TASK OBJECTIVE: A word-for-word transcription of the listing is all that is needed.

SUPPLIED MATERIAL:

----

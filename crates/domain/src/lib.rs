//! # Geoportal Domain
//!
//! Domain types for the Geoportal catalog login.
//!
//! This crate contains:
//! - Login data types (`Credential`, `TokenBundle`, `CallbackResult`, ...)
//! - The `AuthError` taxonomy and `Result` alias
//! - Configuration structures
//! - Domain constants
//!
//! ## Architecture
//! - No dependencies on other Geoportal crates
//! - Only external dependencies allowed
//! - Pure domain models and data structures

pub mod config;
pub mod constants;
pub mod errors;
pub mod types;

// Re-export commonly used items
pub use config::*;
pub use errors::*;
pub use types::*;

----

EXPECTED ANSWER:
filename crates/domain/src/lib.rs
//! # Geoportal Domain
//!
//! Domain types for the Geoportal catalog login.
//!
//! This crate contains:
//! - Login data types (`Credential`, `TokenBundle`, `CallbackResult`, ...)
//! - The `AuthError` taxonomy and `Result` alias
//! - Configuration structures
//! - Domain constants
//!
//! ## Architecture
//! - No dependencies on other Geoportal crates
//! - Only external dependencies allowed
//! - Pure domain models and data structures

pub mod config;
pub mod constants;
pub mod errors;
pub mod types;

// Re-export commonly used items
pub use config::*;
pub use errors::*;
pub use types::*;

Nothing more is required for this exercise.